HOW TO COMPLETE THIS TASK — Copy each of the records exactly.

DATA FOR PROCESSING —

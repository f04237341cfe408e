// SPDX-License-Identifier: GPL-3.0-only

//! Capture handlers
//!
//! Filter swipes, the countdown, the capture trigger and everything that
//! follows a capture (flash, processing indicator, adding the photo).

use crate::app::session::View;
use crate::app::state::{AppModel, CaptureStage, Message};
use crate::app::task::Task;
use crate::constants::{
    CAPTURE_DEBOUNCE, COUNTDOWN_TICK, FLASH_DURATION, PROCESSING_MIN_DURATION, haptics,
};
use crate::errors::PhotoError;
use crate::filters::SwipeDirection;
use crate::pipelines::photo::{CapturedPhoto, PhotoPipeline};
use std::sync::Arc;
use tracing::{debug, info, warn};

impl AppModel {
    pub(crate) fn handle_swipe_filter(&mut self, direction: SwipeDirection) -> Task {
        if !self.filter_picker.swipe(direction) {
            debug!(?direction, "Already at the end of the filter list");
            return Task::none();
        }
        self.swipe_hint_visible = false;
        self.backends.haptics.vibrate(haptics::TAP);
        info!(
            index = self.filter_picker.index(),
            filter = %self.selected_filter(),
            "Filter selected"
        );
        Task::none()
    }

    pub(crate) fn handle_toggle_timer(&mut self) -> Task {
        self.backends.haptics.vibrate(haptics::TAP);
        let seconds = if self.session.timer_enabled() {
            0
        } else {
            self.config.timer_seconds
        };
        self.handle_set_timer(seconds)
    }

    pub(crate) fn handle_toggle_flash(&mut self) -> Task {
        self.backends.haptics.vibrate(haptics::TAP);
        let enabled = !self.session.flash_enabled();
        self.session.set_flash(enabled);
        info!(enabled, "Flash toggled");
        Task::none()
    }

    /// Enable the timer and start a countdown of `seconds`; 0 disables it
    pub(crate) fn handle_set_timer(&mut self, seconds: u32) -> Task {
        // Any running countdown is superseded
        self.cancel_countdown();
        self.session.set_timer(seconds);
        info!(seconds, "Timer set");

        if seconds == 0 {
            return Task::none();
        }
        if self.capture_stage.is_processing() {
            // The countdown would otherwise race the running capture
            debug!("Capture in progress, countdown not started");
            self.session.cancel_countdown();
            return Task::none();
        }
        self.start_countdown(seconds)
    }

    fn start_countdown(&mut self, seconds: u32) -> Task {
        self.session.start_countdown(seconds);
        let generation = self.countdown_generation;
        self.capture_stage = CaptureStage::Counting { generation };
        debug!(seconds, generation, "Countdown started");
        Task::delay(COUNTDOWN_TICK, Message::CountdownTick { generation })
    }

    pub(crate) fn handle_countdown_tick(&mut self, generation: u64) -> Task {
        let CaptureStage::Counting {
            generation: current,
        } = self.capture_stage
        else {
            debug!(generation, "Countdown tick without countdown");
            return Task::none();
        };
        if generation != current {
            debug!(generation, current, "Stale countdown tick");
            return Task::none();
        }

        let remaining = self.session.tick_countdown();
        self.backends.haptics.vibrate(haptics::TAP);
        debug!(remaining, "Countdown tick");

        if remaining > 0 {
            return Task::delay(COUNTDOWN_TICK, Message::CountdownTick { generation });
        }

        // Zero re-enables the shutter
        self.capture_stage = CaptureStage::Idle;
        info!("Countdown finished");
        Task::none()
    }

    /// Capture trigger
    ///
    /// Ignored when the strip is full, the camera is not ready, a countdown
    /// runs, or the last accepted trigger is inside the debounce window.
    /// The timer toggle does not delay the capture itself.
    pub(crate) fn handle_capture(&mut self) -> Task {
        if self.session.is_full() {
            debug!("Strip full, capture ignored");
            return Task::none();
        }
        if self.view() != View::Capture || !self.camera_ready() {
            debug!(status = ?self.camera_status, "Camera not ready, capture ignored");
            return Task::none();
        }
        match self.capture_stage {
            CaptureStage::Counting { .. } => {
                debug!("Countdown running, capture ignored");
                return Task::none();
            }
            CaptureStage::Processing { .. } | CaptureStage::Idle => {}
        }

        self.capture_now()
    }

    fn within_debounce(&self) -> bool {
        self.last_capture_at
            .is_some_and(|at| at.elapsed() < CAPTURE_DEBOUNCE)
    }

    /// Grab the current frame and run it through the photo pipeline
    fn capture_now(&mut self) -> Task {
        if self.within_debounce() {
            debug!("Capture debounced");
            return Task::none();
        }
        if self.capture_stage.is_processing() {
            debug!("Previous capture still processing");
            return Task::none();
        }
        let Some(frame) = self.current_frame.as_ref().map(Arc::clone) else {
            let error = PhotoError::NoFrameAvailable;
            warn!(%error, "Capture skipped");
            self.status_message = Some(error.to_string());
            return Task::none();
        };

        self.last_capture_at = Some(tokio::time::Instant::now());
        self.flash_active = true;
        self.capture_stage = CaptureStage::Processing {
            min_elapsed: false,
            result_ready: false,
        };
        self.backends.haptics.vibrate(haptics::CAPTURE);
        if let Err(e) = self.backends.shutter.play() {
            warn!(error = %e, "Shutter sound failed");
        }

        let filter = self.selected_filter();
        info!(filter = %filter, sequence = frame.sequence, "Capturing photo...");

        let capture_task = Task::perform(
            async move { PhotoPipeline::new(filter).capture(frame).await },
            Message::PhotoProcessed,
        );
        Task::batch([
            capture_task,
            Task::delay(FLASH_DURATION, Message::ClearFlash),
            Task::delay(PROCESSING_MIN_DURATION, Message::ProcessingElapsed),
        ])
    }

    pub(crate) fn handle_photo_processed(&mut self, result: Result<CapturedPhoto, String>) -> Task {
        match result {
            Ok(captured) => {
                let photo = self.session.new_photo(captured);
                if self.session.add_photo(photo) {
                    info!("Strip complete, switching to review");
                    self.film_strip.clear();
                    self.sync_camera_with_view();
                }
                self.status_message = None;
            }
            Err(e) => {
                let error = PhotoError::ProcessingFailed(e);
                warn!(%error, "Photo capture failed");
                self.status_message = Some(error.to_string());
            }
        }

        if let CaptureStage::Processing { min_elapsed, .. } = self.capture_stage {
            self.capture_stage = if min_elapsed {
                CaptureStage::Idle
            } else {
                CaptureStage::Processing {
                    min_elapsed,
                    result_ready: true,
                }
            };
        }
        Task::none()
    }

    pub(crate) fn handle_clear_flash(&mut self) -> Task {
        self.flash_active = false;
        Task::none()
    }

    pub(crate) fn handle_processing_elapsed(&mut self) -> Task {
        if let CaptureStage::Processing { result_ready, .. } = self.capture_stage {
            self.capture_stage = if result_ready {
                CaptureStage::Idle
            } else {
                CaptureStage::Processing {
                    min_elapsed: true,
                    result_ready,
                }
            };
        }
        Task::none()
    }
}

ANSWER BELOW —
repository f04237341cfe408e
// SPDX-License-Identifier: GPL-3.0-only

//! Capture handlers
//!
//! Filter swipes, the countdown, the capture trigger and everything that
//! follows a capture (flash, processing indicator, adding the photo).

use crate::app::session::View;
use crate::app::state::{AppModel, CaptureStage, Message};
use crate::app::task::Task;
use crate::constants::{
    CAPTURE_DEBOUNCE, COUNTDOWN_TICK, FLASH_DURATION, PROCESSING_MIN_DURATION, haptics,
};
use crate::errors::PhotoError;
use crate::filters::SwipeDirection;
use crate::pipelines::photo::{CapturedPhoto, PhotoPipeline};
use std::sync::Arc;
use tracing::{debug, info, warn};

impl AppModel {
    pub(crate) fn handle_swipe_filter(&mut self, direction: SwipeDirection) -> Task {
        if !self.filter_picker.swipe(direction) {
            debug!(?direction, "Already at the end of the filter list");
            return Task::none();
        }
        self.swipe_hint_visible = false;
        self.backends.haptics.vibrate(haptics::TAP);
        info!(
            index = self.filter_picker.index(),
            filter = %self.selected_filter(),
            "Filter selected"
        );
        Task::none()
    }

    pub(crate) fn handle_toggle_timer(&mut self) -> Task {
        self.backends.haptics.vibrate(haptics::TAP);
        let seconds = if self.session.timer_enabled() {
            0
        } else {
            self.config.timer_seconds
        };
        self.handle_set_timer(seconds)
    }

    pub(crate) fn handle_toggle_flash(&mut self) -> Task {
        self.backends.haptics.vibrate(haptics::TAP);
        let enabled = !self.session.flash_enabled();
        self.session.set_flash(enabled);
        info!(enabled, "Flash toggled");
        Task::none()
    }

    /// Enable the timer and start a countdown of `seconds`; 0 disables it
    pub(crate) fn handle_set_timer(&mut self, seconds: u32) -> Task {
        // Any running countdown is superseded
        self.cancel_countdown();
        self.session.set_timer(seconds);
        info!(seconds, "Timer set");

        if seconds == 0 {
            return Task::none();
        }
        if self.capture_stage.is_processing() {
            // The countdown would otherwise race the running capture
            debug!("Capture in progress, countdown not started");
            self.session.cancel_countdown();
            return Task::none();
        }
        self.start_countdown(seconds)
    }

    fn start_countdown(&mut self, seconds: u32) -> Task {
        self.session.start_countdown(seconds);
        let generation = self.countdown_generation;
        self.capture_stage = CaptureStage::Counting { generation };
        debug!(seconds, generation, "Countdown started");
        Task::delay(COUNTDOWN_TICK, Message::CountdownTick { generation })
    }

    pub(crate) fn handle_countdown_tick(&mut self, generation: u64) -> Task {
        let CaptureStage::Counting {
            generation: current,
        } = self.capture_stage
        else {
            debug!(generation, "Countdown tick without countdown");
            return Task::none();
        };
        if generation != current {
            debug!(generation, current, "Stale countdown tick");
            return Task::none();
        }

        let remaining = self.session.tick_countdown();
        self.backends.haptics.vibrate(haptics::TAP);
        debug!(remaining, "Countdown tick");

        if remaining > 0 {
            return Task::delay(COUNTDOWN_TICK, Message::CountdownTick { generation });
        }

        // Zero re-enables the shutter
        self.capture_stage = CaptureStage::Idle;
        info!("Countdown finished");
        Task::none()
    }

    /// Capture trigger
    ///
    /// Ignored when the strip is full, the camera is not ready, a countdown
    /// runs, or the last accepted trigger is inside the debounce window.
    /// The timer toggle does not delay the capture itself.
    pub(crate) fn handle_capture(&mut self) -> Task {
        if self.session.is_full() {
            debug!("Strip full, capture ignored");
            return Task::none();
        }
        if self.view() != View::Capture || !self.camera_ready() {
            debug!(status = ?self.camera_status, "Camera not ready, capture ignored");
            return Task::none();
        }
        match self.capture_stage {
            CaptureStage::Counting { .. } => {
                debug!("Countdown running, capture ignored");
                return Task::none();
            }
            CaptureStage::Processing { .. } | CaptureStage::Idle => {}
        }

        self.capture_now()
    }

    fn within_debounce(&self) -> bool {
        self.last_capture_at
            .is_some_and(|at| at.elapsed() < CAPTURE_DEBOUNCE)
    }

    /// Grab the current frame and run it through the photo pipeline
    fn capture_now(&mut self) -> Task {
        if self.within_debounce() {
            debug!("Capture debounced");
            return Task::none();
        }
        if self.capture_stage.is_processing() {
            debug!("Previous capture still processing");
            return Task::none();
        }
        let Some(frame) = self.current_frame.as_ref().map(Arc::clone) else {
            let error = PhotoError::NoFrameAvailable;
            warn!(%error, "Capture skipped");
            self.status_message = Some(error.to_string());
            return Task::none();
        };

        self.last_capture_at = Some(tokio::time::Instant::now());
        self.flash_active = true;
        self.capture_stage = CaptureStage::Processing {
            min_elapsed: false,
            result_ready: false,
        };
        self.backends.haptics.vibrate(haptics::CAPTURE);
        if let Err(e) = self.backends.shutter.play() {
            warn!(error = %e, "Shutter sound failed");
        }

        let filter = self.selected_filter();
        info!(filter = %filter, sequence = frame.sequence, "Capturing photo...");

        let capture_task = Task::perform(
            async move { PhotoPipeline::new(filter).capture(frame).await },
            Message::PhotoProcessed,
        );
        Task::batch([
            capture_task,
            Task::delay(FLASH_DURATION, Message::ClearFlash),
            Task::delay(PROCESSING_MIN_DURATION, Message::ProcessingElapsed),
        ])
    }

    pub(crate) fn handle_photo_processed(&mut self, result: Result<CapturedPhoto, String>) -> Task {
        match result {
            Ok(captured) => {
                let photo = self.session.new_photo(captured);
                if self.session.add_photo(photo) {
                    info!("Strip complete, switching to review");
                    self.film_strip.clear();
                    self.sync_camera_with_view();
                }
                self.status_message = None;
            }
            Err(e) => {
                let error = PhotoError::ProcessingFailed(e);
                warn!(%error, "Photo capture failed");
                self.status_message = Some(error.to_string());
            }
        }

        if let CaptureStage::Processing { min_elapsed, .. } = self.capture_stage {
            self.capture_stage = if min_elapsed {
                CaptureStage::Idle
            } else {
                CaptureStage::Processing {
                    min_elapsed,
                    result_ready: true,
                }
            };
        }
        Task::none()
    }

    pub(crate) fn handle_clear_flash(&mut self) -> Task {
        self.flash_active = false;
        Task::none()
    }

    pub(crate) fn handle_processing_elapsed(&mut self) -> Task {
        if let CaptureStage::Processing { result_ready, .. } = self.capture_stage {
            self.capture_stage = if result_ready {
                CaptureStage::Idle
            } else {
                CaptureStage::Processing {
                    min_elapsed: true,
                    result_ready,
                }
            };
        }
        Task::none()
    }
}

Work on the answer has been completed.